Students collected data about water temperature, calculated pH and flow rates, and used math skills to determine the amount of runoff leaving their school campus. Students were again amazed when they discovered that a one-inch rain event means 100,000 gallons of water flow into local storm sewers.
These sixth graders transformed their new learning into projects focused on educating their peers. They used technology to produce a video and present it to the entire school, applied language arts skills to develop a pamphlet that went to all students, and incorporated engineering skills into designing a rain barrel that was given away to a student in a school-wide drawing.
Above and Beyond
Projects like this fuel students’ curiosity by inviting them to apply their STEM knowledge to real-world issues they can see, touch, and affect. The students identify and assess a local problem. They conduct scientific analysis of stream conditions, investigate land use in watersheds, talk to experts, develop their own project goals, research local policies, and study different points of view.
Through service-learning, students are driving their own learning and can see how to use it to solve important local problems.

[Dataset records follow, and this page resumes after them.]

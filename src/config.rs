//! TOML-based scenario configuration and preset definitions.

use std::fs;
use std::path::Path;

use chrono::NaiveDateTime;
use serde::Deserialize;
use thiserror::Error;

use crate::error::EngineError;
use crate::sim::clock::SimClock;
use crate::sim::types::Mode;

/// Format accepted for `simulation.start`.
pub const START_FORMAT: &str = "%Y-%m-%dT%H:%M:%S";

/// Longest accepted tick interval: one day.
pub const MAX_TICK_MINUTES: u32 = 24 * 60;

/// Top-level scenario configuration parsed from TOML.
///
/// All fields have defaults matching the baseline scenario. Load from
/// TOML with [`ScenarioConfig::from_toml_file`] or use
/// [`ScenarioConfig::baseline`] for the built-in default.
#[derive(Debug, Clone, Default, Deserialize)]
#[serde(deny_unknown_fields)]
pub struct ScenarioConfig {
    /// Run length, timing, and operating mode.
    #[serde(default)]
    pub simulation: SimulationConfig,
    /// Plant sizing and initial battery level.
    #[serde(default)]
    pub plant: PlantConfig,
    /// Log filter and output format.
    #[serde(default)]
    pub logging: LoggingConfig,
}

/// Run length, timing, and operating mode.
#[derive(Debug, Clone, Deserialize)]
#[serde(default, deny_unknown_fields)]
pub struct SimulationConfig {
    /// Master random seed.
    pub seed: u64,
    /// Number of ticks a batch run executes (must be > 0).
    pub ticks: usize,
    /// Minutes between ticks (1 to [`MAX_TICK_MINUTES`]).
    pub tick_minutes: u32,
    /// Clock source: `"simulated"` or `"wall"`.
    pub clock: String,
    /// First simulated timestamp, `YYYY-MM-DDTHH:MM:SS`.
    pub start: String,
    /// Initial mode: `"online"` or `"offline"`.
    pub mode: String,
}

impl Default for SimulationConfig {
    fn default() -> Self {
        Self {
            seed: 42,
            ticks: 24,
            tick_minutes: 60,
            clock: "simulated".to_string(),
            start: "2025-03-01T00:00:00".to_string(),
            mode: "online".to_string(),
        }
    }
}

/// Plant sizing and initial battery level.
#[derive(Debug, Clone, Deserialize)]
#[serde(default, deny_unknown_fields)]
pub struct PlantConfig {
    /// Nameplate solar capacity (kW).
    pub max_solar_kw: f32,
    /// Nameplate wind capacity (kW).
    pub max_wind_kw: f32,
    /// Campus base load (kW).
    pub base_load_kw: f32,
    /// Battery level at start (%, 5-100).
    pub initial_battery_percent: f32,
    /// CO2 avoided per kWh of renewable generation (kg).
    pub carbon_kg_per_kwh: f32,
}

impl Default for PlantConfig {
    fn default() -> Self {
        Self {
            max_solar_kw: 300.0,
            max_wind_kw: 100.0,
            base_load_kw: 200.0,
            initial_battery_percent: 60.0,
            carbon_kg_per_kwh: 0.82,
        }
    }
}

/// Log filter and output format.
#[derive(Debug, Clone, Deserialize)]
#[serde(default, deny_unknown_fields)]
pub struct LoggingConfig {
    /// Default filter directive, overridden by `RUST_LOG`.
    pub level: String,
    /// Emit JSON lines instead of human-readable output.
    pub json: bool,
}

impl Default for LoggingConfig {
    fn default() -> Self {
        Self {
            level: "info".to_string(),
            json: false,
        }
    }
}

/// Configuration error with field path and constraint description.
#[derive(Debug, Clone, PartialEq, Error)]
#[error("config error: {field}: {message}")]
pub struct ConfigError {
    /// Dotted field path (e.g., `"simulation.ticks"`).
    pub field: String,
    /// Human-readable constraint description.
    pub message: String,
}

impl ConfigError {
    fn new(field: &str, message: impl Into<String>) -> Self {
        Self {
            field: field.to_string(),
            message: message.into(),
        }
    }
}

impl ScenarioConfig {
    /// Returns the baseline scenario: the default plant starting in early spring.
    pub fn baseline() -> Self {
        Self::default()
    }

    /// Hot-season preset: early summer start with a heavier cooling load.
    pub fn summer_peak() -> Self {
        Self {
            simulation: SimulationConfig {
                start: "2025-05-15T00:00:00".to_string(),
                ticks: 48,
                ..SimulationConfig::default()
            },
            plant: PlantConfig {
                base_load_kw: 240.0,
                initial_battery_percent: 70.0,
                ..PlantConfig::default()
            },
            logging: LoggingConfig::default(),
        }
    }

    /// Monsoon preset: cloudy and wet, with sensors refining the outlook.
    pub fn monsoon() -> Self {
        Self {
            simulation: SimulationConfig {
                start: "2025-08-01T00:00:00".to_string(),
                ticks: 48,
                mode: "offline".to_string(),
                ..SimulationConfig::default()
            },
            plant: PlantConfig {
                max_wind_kw: 150.0,
                initial_battery_percent: 45.0,
                ..PlantConfig::default()
            },
            logging: LoggingConfig::default(),
        }
    }

    /// Winter preset: low sun, mild demand.
    pub fn winter() -> Self {
        Self {
            simulation: SimulationConfig {
                start: "2025-01-01T00:00:00".to_string(),
                ..SimulationConfig::default()
            },
            plant: PlantConfig {
                base_load_kw: 170.0,
                ..PlantConfig::default()
            },
            logging: LoggingConfig::default(),
        }
    }

    /// Available preset names.
    pub const PRESETS: &[&str] = &["baseline", "summer_peak", "monsoon", "winter"];

    /// Loads a scenario from a named preset.
    ///
    /// # Errors
    ///
    /// Returns a `ConfigError` if the preset name is unknown.
    pub fn from_preset(name: &str) -> Result<Self, ConfigError> {
        match name {
            "baseline" => Ok(Self::baseline()),
            "summer_peak" => Ok(Self::summer_peak()),
            "monsoon" => Ok(Self::monsoon()),
            "winter" => Ok(Self::winter()),
            _ => Err(ConfigError::new(
                "preset",
                format!(
                    "unknown preset \"{name}\", available: {}",
                    Self::PRESETS.join(", ")
                ),
            )),
        }
    }

    /// Parses a scenario from a TOML file.
    ///
    /// # Errors
    ///
    /// Returns a `ConfigError` if the file cannot be read or the TOML is invalid.
    pub fn from_toml_file(path: &Path) -> Result<Self, ConfigError> {
        let content = fs::read_to_string(path).map_err(|e| {
            ConfigError::new("scenario", format!("cannot read \"{}\": {e}", path.display()))
        })?;
        Self::from_toml_str(&content)
    }

    /// Parses a scenario from a TOML string.
    ///
    /// # Errors
    ///
    /// Returns a `ConfigError` if the TOML is invalid or contains unknown fields.
    pub fn from_toml_str(s: &str) -> Result<Self, ConfigError> {
        toml::from_str(s).map_err(|e| ConfigError::new("toml", e.to_string()))
    }

    /// Parsed `simulation.start`.
    ///
    /// # Errors
    ///
    /// Returns a `ConfigError` if the timestamp does not match [`START_FORMAT`].
    pub fn start(&self) -> Result<NaiveDateTime, ConfigError> {
        NaiveDateTime::parse_from_str(&self.simulation.start, START_FORMAT).map_err(|e| {
            ConfigError::new(
                "simulation.start",
                format!("expected {START_FORMAT}, got \"{}\": {e}", self.simulation.start),
            )
        })
    }

    /// Parsed `simulation.mode`.
    ///
    /// # Errors
    ///
    /// Returns a `ConfigError` if the mode is neither `online` nor `offline`.
    pub fn mode(&self) -> Result<Mode, ConfigError> {
        self.simulation
            .mode
            .parse()
            .map_err(|e: EngineError| ConfigError::new("simulation.mode", e.to_string()))
    }

    /// Builds the clock described by `simulation.clock`.
    ///
    /// # Errors
    ///
    /// Returns a `ConfigError` for an unknown clock source or a bad start time.
    pub fn clock(&self) -> Result<SimClock, ConfigError> {
        let step = self.simulation.tick_minutes;
        match self.simulation.clock.as_str() {
            "simulated" => Ok(SimClock::simulated(self.start()?, step)),
            "wall" => Ok(SimClock::wall(step)),
            other => Err(ConfigError::new(
                "simulation.clock",
                format!("must be \"simulated\" or \"wall\", got \"{other}\""),
            )),
        }
    }

    /// Validates all fields and returns a list of errors.
    ///
    /// Returns an empty vector if configuration is valid.
    pub fn validate(&self) -> Vec<ConfigError> {
        let mut errors = Vec::new();
        let s = &self.simulation;

        if s.ticks == 0 {
            errors.push(ConfigError::new("simulation.ticks", "must be > 0"));
        }
        if !(1..=MAX_TICK_MINUTES).contains(&s.tick_minutes) {
            errors.push(ConfigError::new(
                "simulation.tick_minutes",
                format!("must be in [1, {MAX_TICK_MINUTES}]"),
            ));
        }
        if let Err(e) = self.clock() {
            errors.push(e);
        } else if s.clock == "wall" {
            // start is unused by a wall clock but must still parse
            if let Err(e) = self.start() {
                errors.push(e);
            }
        }
        if let Err(e) = self.mode() {
            errors.push(e);
        }

        let p = &self.plant;
        for (field, value) in [
            ("plant.max_solar_kw", p.max_solar_kw),
            ("plant.max_wind_kw", p.max_wind_kw),
            ("plant.base_load_kw", p.base_load_kw),
            ("plant.carbon_kg_per_kwh", p.carbon_kg_per_kwh),
        ] {
            if !value.is_finite() || value < 0.0 {
                errors.push(ConfigError::new(field, "must be a finite value >= 0"));
            }
        }
        if !(5.0..=100.0).contains(&p.initial_battery_percent) {
            errors.push(ConfigError::new(
                "plant.initial_battery_percent",
                "must be in [5.0, 100.0]",
            ));
        }

        errors
    }
}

Earth Force’s years of independent evaluation data (see www.earthforce.org) demonstrate that these kinds of learning experiences keep young people interested in school and excited about STEM disciplines.
Earth Force is using its LSA grant to go beyond supporting individual projects. A key goal of this program is to infuse service-learning into entire school districts—not just into one classroom or with one teacher.
The Earth Force evaluations show that for young people to really reap the benefits of service-learning, they must have multiple opportunities to participate. By reaching a majority of the middle grades STEM teachers in these three districts, Earth Force and LSA hope to demonstrate the power of education that is student-driven and applicable to the real world rather than theoretical and teacher-centered.
Teachers themselves are becoming advocates for the service-learning approach. Eighty-one percent of Earth Force educators surveyed said this kind of watershed investigation increases students’ interest in science, and 71% said it increases student interest in and enthusiasm for learning. Further, 82% of educators surveyed said that while this kind of teaching and learning is more work for them, it also increases their satisfaction with educating young people.
Learning, Service, and Motivation
For our schools to be places where students feel connected and cared about, our educators need to feel inspired by and satisfied with their work. Incorporating service-learning into classrooms is doing that.
In addition to boosting motivation and career awareness, STEM service-learning makes students more likely to understand and exercise their civic rights and responsibilities. Communities that foster the kinds of partnerships necessary to support young people’s genuine involvement in public work will be best situated to make sustainable decisions now and in the future.
The job of creating an informed and active citizenry starts in the schools. It begins with middle grades students and depends on our keeping them engaged, motivated, and excited about learning. When students know that staying in school means they will have opportunities like those in Mr. Baker’s classroom, they show up ready to learn and eager to use their new skills for the common good.